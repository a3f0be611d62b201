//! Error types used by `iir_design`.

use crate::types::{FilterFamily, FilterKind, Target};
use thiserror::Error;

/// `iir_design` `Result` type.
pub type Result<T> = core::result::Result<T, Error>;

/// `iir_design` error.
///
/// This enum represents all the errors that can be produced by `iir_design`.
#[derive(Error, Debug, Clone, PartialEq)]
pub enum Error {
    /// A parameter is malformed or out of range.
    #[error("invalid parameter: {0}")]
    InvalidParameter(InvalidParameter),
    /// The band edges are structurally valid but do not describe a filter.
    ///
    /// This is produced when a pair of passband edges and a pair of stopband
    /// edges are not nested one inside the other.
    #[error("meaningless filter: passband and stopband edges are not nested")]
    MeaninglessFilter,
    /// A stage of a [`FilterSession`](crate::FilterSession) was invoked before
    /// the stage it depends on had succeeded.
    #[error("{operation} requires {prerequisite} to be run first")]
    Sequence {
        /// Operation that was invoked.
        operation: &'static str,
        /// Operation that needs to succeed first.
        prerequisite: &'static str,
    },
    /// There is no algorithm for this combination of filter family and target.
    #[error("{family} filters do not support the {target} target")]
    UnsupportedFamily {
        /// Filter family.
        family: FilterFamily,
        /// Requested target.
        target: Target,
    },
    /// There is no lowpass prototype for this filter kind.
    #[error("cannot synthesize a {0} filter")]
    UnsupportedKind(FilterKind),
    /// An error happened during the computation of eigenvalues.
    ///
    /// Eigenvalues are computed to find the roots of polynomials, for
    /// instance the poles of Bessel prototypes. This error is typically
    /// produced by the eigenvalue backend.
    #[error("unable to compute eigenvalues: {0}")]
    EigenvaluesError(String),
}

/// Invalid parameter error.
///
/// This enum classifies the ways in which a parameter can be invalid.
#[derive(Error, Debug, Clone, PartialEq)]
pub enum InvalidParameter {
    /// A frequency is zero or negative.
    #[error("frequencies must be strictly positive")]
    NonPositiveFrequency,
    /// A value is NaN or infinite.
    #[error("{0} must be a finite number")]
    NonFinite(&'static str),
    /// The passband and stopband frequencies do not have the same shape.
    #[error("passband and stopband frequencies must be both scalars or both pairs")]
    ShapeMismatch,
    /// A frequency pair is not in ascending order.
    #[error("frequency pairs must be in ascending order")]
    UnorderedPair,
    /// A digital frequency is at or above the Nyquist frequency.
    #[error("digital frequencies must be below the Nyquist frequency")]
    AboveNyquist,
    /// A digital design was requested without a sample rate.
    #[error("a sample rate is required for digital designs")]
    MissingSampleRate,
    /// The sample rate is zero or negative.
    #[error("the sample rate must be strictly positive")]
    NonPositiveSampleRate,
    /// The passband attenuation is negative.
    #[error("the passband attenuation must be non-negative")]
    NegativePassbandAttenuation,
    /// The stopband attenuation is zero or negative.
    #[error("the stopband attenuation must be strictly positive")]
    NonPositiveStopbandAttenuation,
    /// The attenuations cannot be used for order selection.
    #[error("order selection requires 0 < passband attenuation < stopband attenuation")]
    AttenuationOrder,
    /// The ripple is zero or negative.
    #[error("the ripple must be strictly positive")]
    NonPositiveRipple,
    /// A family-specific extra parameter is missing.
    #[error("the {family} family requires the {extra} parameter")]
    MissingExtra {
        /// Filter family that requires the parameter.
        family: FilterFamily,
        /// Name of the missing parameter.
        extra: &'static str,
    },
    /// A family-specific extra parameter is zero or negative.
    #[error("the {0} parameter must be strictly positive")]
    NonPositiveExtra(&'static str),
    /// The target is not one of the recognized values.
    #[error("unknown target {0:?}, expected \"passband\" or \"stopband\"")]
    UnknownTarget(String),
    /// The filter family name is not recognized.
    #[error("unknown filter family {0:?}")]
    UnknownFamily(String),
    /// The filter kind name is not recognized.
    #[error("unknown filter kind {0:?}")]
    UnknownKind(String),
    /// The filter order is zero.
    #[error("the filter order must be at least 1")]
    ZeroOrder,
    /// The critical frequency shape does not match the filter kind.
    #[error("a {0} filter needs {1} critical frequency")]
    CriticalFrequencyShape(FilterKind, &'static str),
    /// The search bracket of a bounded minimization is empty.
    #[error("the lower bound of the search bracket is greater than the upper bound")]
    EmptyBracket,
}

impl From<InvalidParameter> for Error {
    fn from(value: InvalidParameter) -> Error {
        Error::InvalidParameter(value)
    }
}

++++

## [Requirement]
What is needed is an exact reproduction of the data.

## [Result of this task]
repository a3f0be611d62b201
//! Error types used by `iir_design`.

use crate::types::{FilterFamily, FilterKind, Target};
use thiserror::Error;

/// `iir_design` `Result` type.
pub type Result<T> = core::result::Result<T, Error>;

/// `iir_design` error.
///
/// This enum represents all the errors that can be produced by `iir_design`.
#[derive(Error, Debug, Clone, PartialEq)]
pub enum Error {
    /// A parameter is malformed or out of range.
    #[error("invalid parameter: {0}")]
    InvalidParameter(InvalidParameter),
    /// The band edges are structurally valid but do not describe a filter.
    ///
    /// This is produced when a pair of passband edges and a pair of stopband
    /// edges are not nested one inside the other.
    #[error("meaningless filter: passband and stopband edges are not nested")]
    MeaninglessFilter,
    /// A stage of a [`FilterSession`](crate::FilterSession) was invoked before
    /// the stage it depends on had succeeded.
    #[error("{operation} requires {prerequisite} to be run first")]
    Sequence {
        /// Operation that was invoked.
        operation: &'static str,
        /// Operation that needs to succeed first.
        prerequisite: &'static str,
    },
    /// There is no algorithm for this combination of filter family and target.
    #[error("{family} filters do not support the {target} target")]
    UnsupportedFamily {
        /// Filter family.
        family: FilterFamily,
        /// Requested target.
        target: Target,
    },
    /// There is no lowpass prototype for this filter kind.
    #[error("cannot synthesize a {0} filter")]
    UnsupportedKind(FilterKind),
    /// An error happened during the computation of eigenvalues.
    ///
    /// Eigenvalues are computed to find the roots of polynomials, for
    /// instance the poles of Bessel prototypes. This error is typically
    /// produced by the eigenvalue backend.
    #[error("unable to compute eigenvalues: {0}")]
    EigenvaluesError(String),
}

/// Invalid parameter error.
///
/// This enum classifies the ways in which a parameter can be invalid.
#[derive(Error, Debug, Clone, PartialEq)]
pub enum InvalidParameter {
    /// A frequency is zero or negative.
    #[error("frequencies must be strictly positive")]
    NonPositiveFrequency,
    /// A value is NaN or infinite.
    #[error("{0} must be a finite number")]
    NonFinite(&'static str),
    /// The passband and stopband frequencies do not have the same shape.
    #[error("passband and stopband frequencies must be both scalars or both pairs")]
    ShapeMismatch,
    /// A frequency pair is not in ascending order.
    #[error("frequency pairs must be in ascending order")]
    UnorderedPair,
    /// A digital frequency is at or above the Nyquist frequency.
    #[error("digital frequencies must be below the Nyquist frequency")]
    AboveNyquist,
    /// A digital design was requested without a sample rate.
    #[error("a sample rate is required for digital designs")]
    MissingSampleRate,
    /// The sample rate is zero or negative.
    #[error("the sample rate must be strictly positive")]
    NonPositiveSampleRate,
    /// The passband attenuation is negative.
    #[error("the passband attenuation must be non-negative")]
    NegativePassbandAttenuation,
    /// The stopband attenuation is zero or negative.
    #[error("the stopband attenuation must be strictly positive")]
    NonPositiveStopbandAttenuation,
    /// The attenuations cannot be used for order selection.
    #[error("order selection requires 0 < passband attenuation < stopband attenuation")]
    AttenuationOrder,
    /// The ripple is zero or negative.
    #[error("the ripple must be strictly positive")]
    NonPositiveRipple,
    /// A family-specific extra parameter is missing.
    #[error("the {family} family requires the {extra} parameter")]
    MissingExtra {
        /// Filter family that requires the parameter.
        family: FilterFamily,
        /// Name of the missing parameter.
        extra: &'static str,
    },
    /// A family-specific extra parameter is zero or negative.
    #[error("the {0} parameter must be strictly positive")]
    NonPositiveExtra(&'static str),
    /// The target is not one of the recognized values.
    #[error("unknown target {0:?}, expected \"passband\" or \"stopband\"")]
    UnknownTarget(String),
    /// The filter family name is not recognized.
    #[error("unknown filter family {0:?}")]
    UnknownFamily(String),
    /// The filter kind name is not recognized.
    #[error("unknown filter kind {0:?}")]
    UnknownKind(String),
    /// The filter order is zero.
    #[error("the filter order must be at least 1")]
    ZeroOrder,
    /// The critical frequency shape does not match the filter kind.
    #[error("a {0} filter needs {1} critical frequency")]
    CriticalFrequencyShape(FilterKind, &'static str),
    /// The search bracket of a bounded minimization is empty.
    #[error("the lower bound of the search bracket is greater than the upper bound")]
    EmptyBracket,
}

impl From<InvalidParameter> for Error {
    fn from(value: InvalidParameter) -> Error {
        Error::InvalidParameter(value)
    }
}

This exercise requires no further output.